**** Source records ****
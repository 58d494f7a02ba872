//! Live registrations and the versions they own

use chrono::{DateTime, Utc};
use serde::Serialize;
use url::Url;
use warden_storage::{RegistrationId, VersionId};

use crate::error::{ServiceWorkerError, ServiceWorkerResult};
use crate::version::{ServiceWorkerVersion, VersionInfo};

/// Snapshot of a registration for callers outside the core domain
#[derive(Debug, Clone, PartialEq, Serialize)]
pub struct RegistrationInfo {
    pub registration_id: RegistrationId,
    pub pattern: Url,
    pub script_url: Url,
    pub installing_version: Option<VersionInfo>,
    pub waiting_version: Option<VersionInfo>,
    pub active_version: Option<VersionInfo>,
    pub last_update_check: DateTime<Utc>,
}

impl RegistrationInfo {
    /// Newest version: installing, then waiting, then active
    pub fn newest_version(&self) -> Option<&VersionInfo> {
        self.installing_version
            .as_ref()
            .or(self.waiting_version.as_ref())
            .or(self.active_version.as_ref())
    }

    pub fn active_version_id(&self) -> Option<VersionId> {
        self.active_version.as_ref().map(|version| version.version_id)
    }
}

/// A scope pattern bound to a script, owning up to three versions
pub struct ServiceWorkerRegistration {
    registration_id: RegistrationId,
    pattern: Url,
    script_url: Url,
    origin: String,
    last_update_check: DateTime<Utc>,
    installing_version: Option<ServiceWorkerVersion>,
    waiting_version: Option<ServiceWorkerVersion>,
    active_version: Option<ServiceWorkerVersion>,
}

impl ServiceWorkerRegistration {
    pub fn new(
        registration_id: RegistrationId,
        pattern: Url,
        script_url: Url,
        origin: String,
        last_update_check: DateTime<Utc>,
    ) -> Self {
        Self {
            registration_id,
            pattern,
            script_url,
            origin,
            last_update_check,
            installing_version: None,
            waiting_version: None,
            active_version: None,
        }
    }

    pub fn registration_id(&self) -> RegistrationId {
        self.registration_id
    }

    pub fn pattern(&self) -> &Url {
        &self.pattern
    }

    pub fn script_url(&self) -> &Url {
        &self.script_url
    }

    pub fn origin(&self) -> &str {
        &self.origin
    }

    pub fn last_update_check(&self) -> DateTime<Utc> {
        self.last_update_check
    }

    pub fn set_last_update_check(&mut self, time: DateTime<Utc>) {
        self.last_update_check = time;
    }

    pub fn installing_version(&self) -> Option<&ServiceWorkerVersion> {
        self.installing_version.as_ref()
    }

    pub fn waiting_version(&self) -> Option<&ServiceWorkerVersion> {
        self.waiting_version.as_ref()
    }

    pub fn active_version(&self) -> Option<&ServiceWorkerVersion> {
        self.active_version.as_ref()
    }

    pub fn active_version_mut(&mut self) -> Option<&mut ServiceWorkerVersion> {
        self.active_version.as_mut()
    }

    pub fn versions(&self) -> impl Iterator<Item = &ServiceWorkerVersion> {
        self.installing_version
            .iter()
            .chain(self.waiting_version.iter())
            .chain(self.active_version.iter())
    }

    pub fn versions_mut(&mut self) -> impl Iterator<Item = &mut ServiceWorkerVersion> {
        self.installing_version
            .iter_mut()
            .chain(self.waiting_version.iter_mut())
            .chain(self.active_version.iter_mut())
    }

    pub fn version_mut(&mut self, version_id: VersionId) -> Option<&mut ServiceWorkerVersion> {
        self.versions_mut()
            .find(|version| version.version_id() == version_id)
    }

    /// Put `version` in the installing slot, returning whatever it replaced
    pub fn set_installing_version(
        &mut self,
        version: ServiceWorkerVersion,
    ) -> Option<ServiceWorkerVersion> {
        self.installing_version.replace(version)
    }

    /// Put a stored version straight into the waiting slot
    pub fn set_waiting_version(
        &mut self,
        version: ServiceWorkerVersion,
    ) -> Option<ServiceWorkerVersion> {
        self.waiting_version.replace(version)
    }

    /// Put a stored version straight into the active slot
    pub fn set_active_version(
        &mut self,
        version: ServiceWorkerVersion,
    ) -> Option<ServiceWorkerVersion> {
        self.active_version.replace(version)
    }

    /// Move the installing version to waiting. Returns the previous
    /// waiting version.
    pub fn promote_to_waiting(
        &mut self,
        version_id: VersionId,
    ) -> ServiceWorkerResult<Option<ServiceWorkerVersion>> {
        match self.installing_version.take() {
            Some(version) if version.version_id() == version_id => {
                Ok(self.waiting_version.replace(version))
            }
            other => {
                self.installing_version = other;
                Err(ServiceWorkerError::InvalidState(format!(
                    "version {} is not installing in registration {}",
                    version_id, self.registration_id
                )))
            }
        }
    }

    /// Move the waiting version to active. Returns the previous active
    /// version.
    pub fn promote_to_active(
        &mut self,
        version_id: VersionId,
    ) -> ServiceWorkerResult<Option<ServiceWorkerVersion>> {
        match self.waiting_version.take() {
            Some(version) if version.version_id() == version_id => {
                Ok(self.active_version.replace(version))
            }
            other => {
                self.waiting_version = other;
                Err(ServiceWorkerError::InvalidState(format!(
                    "version {} is not waiting in registration {}",
                    version_id, self.registration_id
                )))
            }
        }
    }

    /// Remove a version from whichever slot holds it
    pub fn take_version(&mut self, version_id: VersionId) -> Option<ServiceWorkerVersion> {
        for slot in [
            &mut self.installing_version,
            &mut self.waiting_version,
            &mut self.active_version,
        ] {
            if slot.as_ref().map(|version| version.version_id()) == Some(version_id) {
                return slot.take();
            }
        }
        None
    }

    /// Shut every version down and drop them
    pub fn shutdown(&mut self) {
        for slot in [
            &mut self.installing_version,
            &mut self.waiting_version,
            &mut self.active_version,
        ] {
            if let Some(mut version) = slot.take() {
                version.shutdown();
            }
        }
    }

    pub fn info(&self) -> RegistrationInfo {
        RegistrationInfo {
            registration_id: self.registration_id,
            pattern: self.pattern.clone(),
            script_url: self.script_url.clone(),
            installing_version: self.installing_version.as_ref().map(|v| v.info()),
            waiting_version: self.waiting_version.as_ref().map(|v| v.info()),
            active_version: self.active_version.as_ref().map(|v| v.info()),
            last_update_check: self.last_update_check,
        }
    }
}

#[cfg(test)]
mod tests {
    use super::*;
    use std::sync::Arc;
    use warden_ipc::ChannelExecutionHost;
    use warden_process::testing::FakeProcessProvider;
    use warden_process::ControlDomain;

    use crate::embedded_worker::EmbeddedWorkerInstance;
    use crate::mailbox::CoreSender;
    use crate::version::VersionStatus;

    fn pattern() -> Url {
        Url::parse("https://example.com/app/*").unwrap()
    }

    fn script() -> Url {
        Url::parse("https://example.com/app/worker.js").unwrap()
    }

    struct Versions {
        host: Arc<ChannelExecutionHost>,
        process_manager: warden_process::ProcessManagerHandle,
        core: CoreSender,
    }

    impl Versions {
        fn new() -> Self {
            let (host, _host_rx) = ChannelExecutionHost::new();
            let (core, _core_rx) = CoreSender::channel();
            Self {
                host: Arc::new(host),
                process_manager: ControlDomain::spawn(Box::new(FakeProcessProvider::new())),
                core,
            }
        }

        fn make(&self, version_id: VersionId) -> ServiceWorkerVersion {
            let instance = EmbeddedWorkerInstance::new(
                version_id as i32,
                self.host.clone(),
                self.process_manager.clone(),
                self.core.clone(),
            );
            ServiceWorkerVersion::new(version_id, 1, pattern(), script(), instance, self.core.clone())
        }
    }

    fn registration() -> ServiceWorkerRegistration {
        ServiceWorkerRegistration::new(
            1,
            pattern(),
            script(),
            "https://example.com".to_string(),
            Utc::now(),
        )
    }

    #[tokio::test]
    async fn test_versions_move_through_slots() {
        let versions = Versions::new();
        let mut registration = registration();

        assert!(registration.set_installing_version(versions.make(1)).is_none());
        assert_eq!(registration.info().newest_version().unwrap().version_id, 1);

        assert!(registration.promote_to_waiting(1).unwrap().is_none());
        assert!(registration.installing_version().is_none());
        assert!(registration.promote_to_active(1).unwrap().is_none());
        assert_eq!(registration.info().active_version_id(), Some(1));

        registration.set_installing_version(versions.make(2));
        registration.promote_to_waiting(2).unwrap();
        let previous = registration.promote_to_active(2).unwrap();
        assert_eq!(previous.map(|v| v.version_id()), Some(1));
        assert_eq!(registration.info().active_version_id(), Some(2));
    }

    #[tokio::test]
    async fn test_promote_rejects_other_versions() {
        let versions = Versions::new();
        let mut registration = registration();
        registration.set_installing_version(versions.make(1));

        assert!(registration.promote_to_waiting(9).is_err());
        assert!(registration.promote_to_active(1).is_err());
        assert_eq!(
            registration.installing_version().map(|v| v.version_id()),
            Some(1)
        );
    }

    #[tokio::test]
    async fn test_take_version_and_shutdown() {
        let versions = Versions::new();
        let mut registration = registration();
        registration.set_active_version(versions.make(1));
        registration.set_installing_version(versions.make(2));

        let taken = registration.take_version(2).unwrap();
        assert_eq!(taken.status(), VersionStatus::New);
        assert!(registration.take_version(2).is_none());
        assert!(registration.version_mut(1).is_some());

        registration.shutdown();
        assert_eq!(registration.versions().count(), 0);
    }
}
****
| Work item |
Lines containing the word "parse" are to be pulled from the records and copied.

| Written response |
        Url::parse("https://example.com/app/*").unwrap()
        Url::parse("https://example.com/app/worker.js").unwrap()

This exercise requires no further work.